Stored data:
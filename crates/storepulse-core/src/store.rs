//! Store-level domain types: poll observations, business hours, and the
//! policies that decide how gaps in that data are read.

use std::str::FromStr;

use chrono::{DateTime, NaiveTime, Utc, Weekday};
use serde::{Deserialize, Serialize};

use crate::CoreError;

/// Timezone assumed for a store that has observations but no timezone row.
pub const DEFAULT_TIMEZONE: &str = "America/Chicago";

#[derive(Debug, Clone, Copy, PartialEq, Eq, Hash, Serialize, Deserialize)]
#[serde(rename_all = "lowercase")]
pub enum StoreStatus {
    Active,
    Inactive,
}

impl StoreStatus {
    #[must_use]
    pub fn as_str(self) -> &'static str {
        match self {
            StoreStatus::Active => "active",
            StoreStatus::Inactive => "inactive",
        }
    }
}

impl std::fmt::Display for StoreStatus {
    fn fmt(&self, f: &mut std::fmt::Formatter<'_>) -> std::fmt::Result {
        f.write_str(self.as_str())
    }
}

impl FromStr for StoreStatus {
    type Err = CoreError;

    fn from_str(s: &str) -> Result<Self, Self::Err> {
        match s.trim().to_ascii_lowercase().as_str() {
            "active" => Ok(StoreStatus::Active),
            "inactive" => Ok(StoreStatus::Inactive),
            _ => Err(CoreError::InvalidStatus(s.to_string())),
        }
    }
}

/// A single poll result for a store.
#[derive(Debug, Clone, Copy, PartialEq, Eq, Serialize, Deserialize)]
pub struct Observation {
    pub timestamp: DateTime<Utc>,
    pub status: StoreStatus,
}

impl Observation {
    #[must_use]
    pub fn new(timestamp: DateTime<Utc>, status: StoreStatus) -> Self {
        Self { timestamp, status }
    }
}

/// Opening and closing wall-clock times for one weekday, in the store's timezone.
#[derive(Debug, Clone, Copy, PartialEq, Eq, Serialize, Deserialize)]
pub struct DailyHours {
    pub start_local: NaiveTime,
    pub end_local: NaiveTime,
}

impl DailyHours {
    /// 00:00:00 through 23:59:59, the hours of a store that is always open.
    #[must_use]
    pub fn full_day() -> Self {
        Self {
            start_local: NaiveTime::default(),
            end_local: NaiveTime::from_hms_opt(23, 59, 59).unwrap_or_default(),
        }
    }

    #[must_use]
    pub fn new(start_local: NaiveTime, end_local: NaiveTime) -> Self {
        Self {
            start_local,
            end_local,
        }
    }

    /// Whether the closing time is earlier in the day than the opening time.
    #[must_use]
    pub fn crosses_midnight(&self) -> bool {
        self.end_local < self.start_local
    }
}

/// What a weekday with no configured hours means.
#[derive(Debug, Clone, Copy, Default, PartialEq, Eq, Serialize, Deserialize)]
#[serde(rename_all = "snake_case")]
pub enum MissingHoursPolicy {
    /// Zero-length window: the day contributes nothing.
    #[default]
    Closed,
    /// Treat the day as open for its full 24 hours.
    OpenAllDay,
}

impl FromStr for MissingHoursPolicy {
    type Err = CoreError;

    fn from_str(s: &str) -> Result<Self, Self::Err> {
        match s.trim().to_ascii_lowercase().as_str() {
            "closed" => Ok(MissingHoursPolicy::Closed),
            "open" | "open_all_day" | "24x7" => Ok(MissingHoursPolicy::OpenAllDay),
            _ => Err(CoreError::InvalidMissingHoursPolicy(s.to_string())),
        }
    }
}

/// Which calendar date an observation belongs to when splitting by day.
#[derive(Debug, Clone, Copy, Default, PartialEq, Eq, Serialize, Deserialize)]
#[serde(rename_all = "snake_case")]
pub enum DayBasis {
    /// The UTC date of the timestamp.
    #[default]
    Utc,
    /// The date of the timestamp in the store's own timezone.
    StoreLocal,
}

impl FromStr for DayBasis {
    type Err = CoreError;

    fn from_str(s: &str) -> Result<Self, Self::Err> {
        match s.trim().to_ascii_lowercase().as_str() {
            "utc" => Ok(DayBasis::Utc),
            "local" | "store_local" => Ok(DayBasis::StoreLocal),
            _ => Err(CoreError::InvalidDayBasis(s.to_string())),
        }
    }
}

/// Weekly business hours, indexed Monday = 0 through Sunday = 6.
#[derive(Debug, Clone, Copy, Default, PartialEq, Eq, Serialize, Deserialize)]
pub struct BusinessHours {
    days: [Option<DailyHours>; 7],
}

impl BusinessHours {
    /// Hours with every weekday unconfigured.
    #[must_use]
    pub fn none() -> Self {
        Self::default()
    }

    /// Hours with the same window on all seven days.
    #[must_use]
    pub fn every_day(hours: DailyHours) -> Self {
        Self {
            days: [Some(hours); 7],
        }
    }

    /// Set the hours for `day_of_week` (0 = Monday).
    ///
    /// # Errors
    ///
    /// Returns [`CoreError::InvalidDayOfWeek`] if `day_of_week` is outside `0..=6`.
    pub fn set(&mut self, day_of_week: i64, hours: DailyHours) -> Result<(), CoreError> {
        let slot = usize::try_from(day_of_week)
            .ok()
            .and_then(|idx| self.days.get_mut(idx))
            .ok_or(CoreError::InvalidDayOfWeek(day_of_week))?;
        *slot = Some(hours);
        Ok(())
    }

    /// The configured hours for a weekday, if any.
    #[must_use]
    pub fn configured(&self, weekday: Weekday) -> Option<DailyHours> {
        self.days[weekday.num_days_from_monday() as usize]
    }

    /// The hours that apply on `weekday`, resolving an unconfigured day through `policy`.
    #[must_use]
    pub fn for_weekday(&self, weekday: Weekday, policy: MissingHoursPolicy) -> Option<DailyHours> {
        self.configured(weekday).or(match policy {
            MissingHoursPolicy::Closed => None,
            MissingHoursPolicy::OpenAllDay => Some(DailyHours::full_day()),
        })
    }

    #[must_use]
    pub fn is_empty(&self) -> bool {
        self.days.iter().all(Option::is_none)
    }
}

/// Everything the engine needs to know about one store besides its observations.
#[derive(Debug, Clone, PartialEq, Eq, Serialize, Deserialize)]
pub struct StoreProfile {
    pub store_id: String,
    /// IANA timezone name, e.g. `America/New_York`.
    pub timezone: String,
    pub hours: BusinessHours,
}

impl StoreProfile {
    /// A profile for a store known only from its observations.
    #[must_use]
    pub fn unconfigured(store_id: impl Into<String>) -> Self {
        Self {
            store_id: store_id.into(),
            timezone: DEFAULT_TIMEZONE.to_string(),
            hours: BusinessHours::none(),
        }
    }
}

#[cfg(test)]
mod tests {
    use super::*;

    fn t(h: u32, m: u32) -> NaiveTime {
        NaiveTime::from_hms_opt(h, m, 0).unwrap()
    }

    #[test]
    fn store_status_parses_case_insensitively() {
        assert_eq!(" Active ".parse::<StoreStatus>().unwrap(), StoreStatus::Active);
        assert_eq!("INACTIVE".parse::<StoreStatus>().unwrap(), StoreStatus::Inactive);
        assert!(matches!(
            "closed".parse::<StoreStatus>(),
            Err(CoreError::InvalidStatus(ref s)) if s == "closed"
        ));
    }

    #[test]
    fn store_status_serializes_lowercase() {
        let json = serde_json::to_string(&StoreStatus::Inactive).unwrap();
        assert_eq!(json, "\"inactive\"");
    }

    #[test]
    fn business_hours_set_rejects_out_of_range_day() {
        let mut hours = BusinessHours::none();
        assert!(matches!(
            hours.set(7, DailyHours::new(t(9, 0), t(17, 0))),
            Err(CoreError::InvalidDayOfWeek(7))
        ));
        assert!(matches!(
            hours.set(-1, DailyHours::new(t(9, 0), t(17, 0))),
            Err(CoreError::InvalidDayOfWeek(-1))
        ));
        assert!(hours.is_empty());
    }

    #[test]
    fn business_hours_index_monday_as_zero() {
        let mut hours = BusinessHours::none();
        hours.set(0, DailyHours::new(t(9, 0), t(17, 0))).unwrap();
        assert_eq!(
            hours.configured(Weekday::Mon),
            Some(DailyHours::new(t(9, 0), t(17, 0)))
        );
        assert_eq!(hours.configured(Weekday::Sun), None);
    }

    #[test]
    fn missing_day_resolves_through_policy() {
        let hours = BusinessHours::none();
        assert_eq!(hours.for_weekday(Weekday::Tue, MissingHoursPolicy::Closed), None);
        assert_eq!(
            hours.for_weekday(Weekday::Tue, MissingHoursPolicy::OpenAllDay),
            Some(DailyHours::full_day())
        );
    }

    #[test]
    fn configured_day_ignores_policy() {
        let hours = BusinessHours::every_day(DailyHours::new(t(8, 0), t(12, 0)));
        assert_eq!(
            hours.for_weekday(Weekday::Sat, MissingHoursPolicy::OpenAllDay),
            Some(DailyHours::new(t(8, 0), t(12, 0)))
        );
    }

    #[test]
    fn full_day_spans_midnight_to_last_second() {
        assert_eq!(DailyHours::full_day().start_local, t(0, 0));
        assert_eq!(
            DailyHours::full_day().end_local,
            NaiveTime::from_hms_opt(23, 59, 59).unwrap()
        );
        assert!(!DailyHours::full_day().crosses_midnight());
        assert!(DailyHours::new(t(18, 0), t(2, 0)).crosses_midnight());
    }

    #[test]
    fn policies_parse_from_config_strings() {
        assert_eq!("closed".parse::<MissingHoursPolicy>().unwrap(), MissingHoursPolicy::Closed);
        assert_eq!("24x7".parse::<MissingHoursPolicy>().unwrap(), MissingHoursPolicy::OpenAllDay);
        assert_eq!("local".parse::<DayBasis>().unwrap(), DayBasis::StoreLocal);
        assert_eq!("UTC".parse::<DayBasis>().unwrap(), DayBasis::Utc);
        assert!("sometimes".parse::<DayBasis>().is_err());
    }

    #[test]
    fn unconfigured_profile_uses_default_timezone() {
        let profile = StoreProfile::unconfigured("s1");
        assert_eq!(profile.timezone, DEFAULT_TIMEZONE);
        assert!(profile.hours.is_empty());
    }
}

## REQUIRED WORK
Above are the lines; repeat exactly the ones from the line containing "every weekday unconfigured." down to the line containing "pub fn set(&mut", both inclusive.

## OUTPUT
    /// Hours with every weekday unconfigured.
    #[must_use]
    pub fn none() -> Self {
        Self::default()
    }

    /// Hours with the same window on all seven days.
    #[must_use]
    pub fn every_day(hours: DailyHours) -> Self {
        Self {
            days: [Some(hours); 7],
        }
    }

    /// Set the hours for `day_of_week` (0 = Monday).
    ///
    /// # Errors
    ///
    /// Returns [`CoreError::InvalidDayOfWeek`] if `day_of_week` is outside `0..=6`.
    pub fn set(&mut self, day_of_week: i64, hours: DailyHours) -> Result<(), CoreError> {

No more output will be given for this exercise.